[Try it] Type out the entries again, matching each one exactly.

[Input records]
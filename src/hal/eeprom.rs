use super::{InterruptFreeZone, NonVolatile};
use avr_device::attiny84::EEPROM;

// EECR bits
const EERE: u8 = 1 << 0;
const EEPE: u8 = 1 << 1;
const EEMPE: u8 = 1 << 2;

/// On-chip EEPROM
pub struct Eeprom {
    _private: (),
}

impl Eeprom {
    #[inline]
    pub fn new() -> Self {
        Self { _private: () }
    }

    fn wait_ready(&self) {
        unsafe { while (*EEPROM::ptr()).eecr.read().bits() & EEPE != 0 {} }
    }

    pub fn read_byte(&mut self, address: u16) -> u8 {
        self.wait_ready();
        unsafe {
            let p = EEPROM::ptr();
            (*p).eear.write(|w| w.bits(address));
            (*p).eecr.write(|w| w.bits(EERE));
            (*p).eedr.read().bits()
        }
    }

    /// Erase-and-write one byte, skipped when it already holds `value`.
    /// Caller must have interrupts disabled (EEMPE/EEPE timing).
    fn update_byte(&mut self, address: u16, value: u8) {
        if self.read_byte(address) == value {
            return;
        }
        self.wait_ready();
        unsafe {
            let p = EEPROM::ptr();
            // EEPM = 00: atomic erase and write
            (*p).eecr.write(|w| w.bits(0));
            (*p).eear.write(|w| w.bits(address));
            (*p).eedr.write(|w| w.bits(value));
            (*p).eecr.write(|w| w.bits(EEMPE));
            (*p).eecr.write(|w| w.bits(EEMPE | EEPE));
        }
    }
}

impl Default for Eeprom {
    fn default() -> Self {
        Self::new()
    }
}

impl NonVolatile for Eeprom {
    fn read_word(&mut self, offset: u16) -> u16 {
        let low = self.read_byte(offset);
        let high = self.read_byte(offset + 1);
        u16::from_le_bytes([low, high])
    }

    fn write_word(&mut self, offset: u16, value: u16) {
        let [low, high] = value.to_le_bytes();
        let _zone = InterruptFreeZone::enter();
        self.update_byte(offset, low);
        self.update_byte(offset + 1, high);
        self.wait_ready();
    }
}
//! Fixed-size radio packets

use crate::config::{PACKET_MAGIC, PACKET_SIZE};

/// One radio payload
#[derive(Debug, Clone, Copy, PartialEq, Eq)]
pub struct Packet {
    bytes: [u8; PACKET_SIZE],
}

impl Packet {
    pub const fn new(bytes: [u8; PACKET_SIZE]) -> Self {
        Self { bytes }
    }

    /// Start packet announcing `length` payload bytes
    pub fn start(length: u16) -> Self {
        let mut bytes = [0u8; PACKET_SIZE];
        bytes[..2].copy_from_slice(&PACKET_MAGIC.to_le_bytes());
        bytes[PACKET_SIZE - 2..].copy_from_slice(&length.to_le_bytes());
        Self { bytes }
    }

    /// Declared payload length if this is a start packet
    pub fn start_length(&self) -> Option<u16> {
        let marker = u16::from_le_bytes([self.bytes[0], self.bytes[1]]);
        if marker != PACKET_MAGIC {
            return None;
        }
        let tail = &self.bytes[PACKET_SIZE - 2..];
        Some(u16::from_le_bytes([tail[0], tail[1]]))
    }

    pub fn payload(&self) -> &[u8; PACKET_SIZE] {
        &self.bytes
    }
}

impl From<[u8; PACKET_SIZE]> for Packet {
    fn from(bytes: [u8; PACKET_SIZE]) -> Self {
        Self::new(bytes)
    }
}

#[cfg(test)]
mod tests {
    use super::*;

    #[test]
    fn start_packet_layout() {
        let packet = Packet::start(0x0140);
        assert_eq!(packet.payload(), &[0x77, 0x77, 0x40, 0x01]);
        assert_eq!(packet.start_length(), Some(0x0140));
    }

    #[test]
    fn length_is_little_endian_trailer() {
        let packet = Packet::new([0x77, 0x77, 0x00, 0x02]);
        assert_eq!(packet.start_length(), Some(512));
    }

    #[test]
    fn wrong_marker_is_not_a_start() {
        assert_eq!(Packet::new([0x77, 0x76, 0x40, 0x00]).start_length(), None);
        assert_eq!(Packet::new([0x01, 0xC1, 0x00, 0x00]).start_length(), None);
    }
}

[Answer box]
filename src/hal/eeprom.rs
use super::{InterruptFreeZone, NonVolatile};
use avr_device::attiny84::EEPROM;

// EECR bits
const EERE: u8 = 1 << 0;
const EEPE: u8 = 1 << 1;
const EEMPE: u8 = 1 << 2;

/// On-chip EEPROM
pub struct Eeprom {
    _private: (),
}

impl Eeprom {
    #[inline]
    pub fn new() -> Self {
        Self { _private: () }
    }

    fn wait_ready(&self) {
        unsafe { while (*EEPROM::ptr()).eecr.read().bits() & EEPE != 0 {} }
    }

    pub fn read_byte(&mut self, address: u16) -> u8 {
        self.wait_ready();
        unsafe {
            let p = EEPROM::ptr();
            (*p).eear.write(|w| w.bits(address));
            (*p).eecr.write(|w| w.bits(EERE));
            (*p).eedr.read().bits()
        }
    }

    /// Erase-and-write one byte, skipped when it already holds `value`.
    /// Caller must have interrupts disabled (EEMPE/EEPE timing).
    fn update_byte(&mut self, address: u16, value: u8) {
        if self.read_byte(address) == value {
            return;
        }
        self.wait_ready();
        unsafe {
            let p = EEPROM::ptr();
            // EEPM = 00: atomic erase and write
            (*p).eecr.write(|w| w.bits(0));
            (*p).eear.write(|w| w.bits(address));
            (*p).eedr.write(|w| w.bits(value));
            (*p).eecr.write(|w| w.bits(EEMPE));
            (*p).eecr.write(|w| w.bits(EEMPE | EEPE));
        }
    }
}

impl Default for Eeprom {
    fn default() -> Self {
        Self::new()
    }
}

impl NonVolatile for Eeprom {
    fn read_word(&mut self, offset: u16) -> u16 {
        let low = self.read_byte(offset);
        let high = self.read_byte(offset + 1);
        u16::from_le_bytes([low, high])
    }

    fn write_word(&mut self, offset: u16, value: u16) {
        let [low, high] = value.to_le_bytes();
        let _zone = InterruptFreeZone::enter();
        self.update_byte(offset, low);
        self.update_byte(offset + 1, high);
        self.wait_ready();
    }
}
//! Fixed-size radio packets

use crate::config::{PACKET_MAGIC, PACKET_SIZE};

/// One radio payload
#[derive(Debug, Clone, Copy, PartialEq, Eq)]
pub struct Packet {
    bytes: [u8; PACKET_SIZE],
}

impl Packet {
    pub const fn new(bytes: [u8; PACKET_SIZE]) -> Self {
        Self { bytes }
    }

    /// Start packet announcing `length` payload bytes
    pub fn start(length: u16) -> Self {
        let mut bytes = [0u8; PACKET_SIZE];
        bytes[..2].copy_from_slice(&PACKET_MAGIC.to_le_bytes());
        bytes[PACKET_SIZE - 2..].copy_from_slice(&length.to_le_bytes());
        Self { bytes }
    }

    /// Declared payload length if this is a start packet
    pub fn start_length(&self) -> Option<u16> {
        let marker = u16::from_le_bytes([self.bytes[0], self.bytes[1]]);
        if marker != PACKET_MAGIC {
            return None;
        }
        let tail = &self.bytes[PACKET_SIZE - 2..];
        Some(u16::from_le_bytes([tail[0], tail[1]]))
    }

    pub fn payload(&self) -> &[u8; PACKET_SIZE] {
        &self.bytes
    }
}

impl From<[u8; PACKET_SIZE]> for Packet {
    fn from(bytes: [u8; PACKET_SIZE]) -> Self {
        Self::new(bytes)
    }
}

#[cfg(test)]
mod tests {
    use super::*;

    #[test]
    fn start_packet_layout() {
        let packet = Packet::start(0x0140);
        assert_eq!(packet.payload(), &[0x77, 0x77, 0x40, 0x01]);
        assert_eq!(packet.start_length(), Some(0x0140));
    }

    #[test]
    fn length_is_little_endian_trailer() {
        let packet = Packet::new([0x77, 0x77, 0x00, 0x02]);
        assert_eq!(packet.start_length(), Some(512));
    }

    #[test]
    fn wrong_marker_is_not_a_start() {
        assert_eq!(Packet::new([0x77, 0x76, 0x40, 0x00]).start_length(), None);
        assert_eq!(Packet::new([0x01, 0xC1, 0x00, 0x00]).start_length(), None);
    }
}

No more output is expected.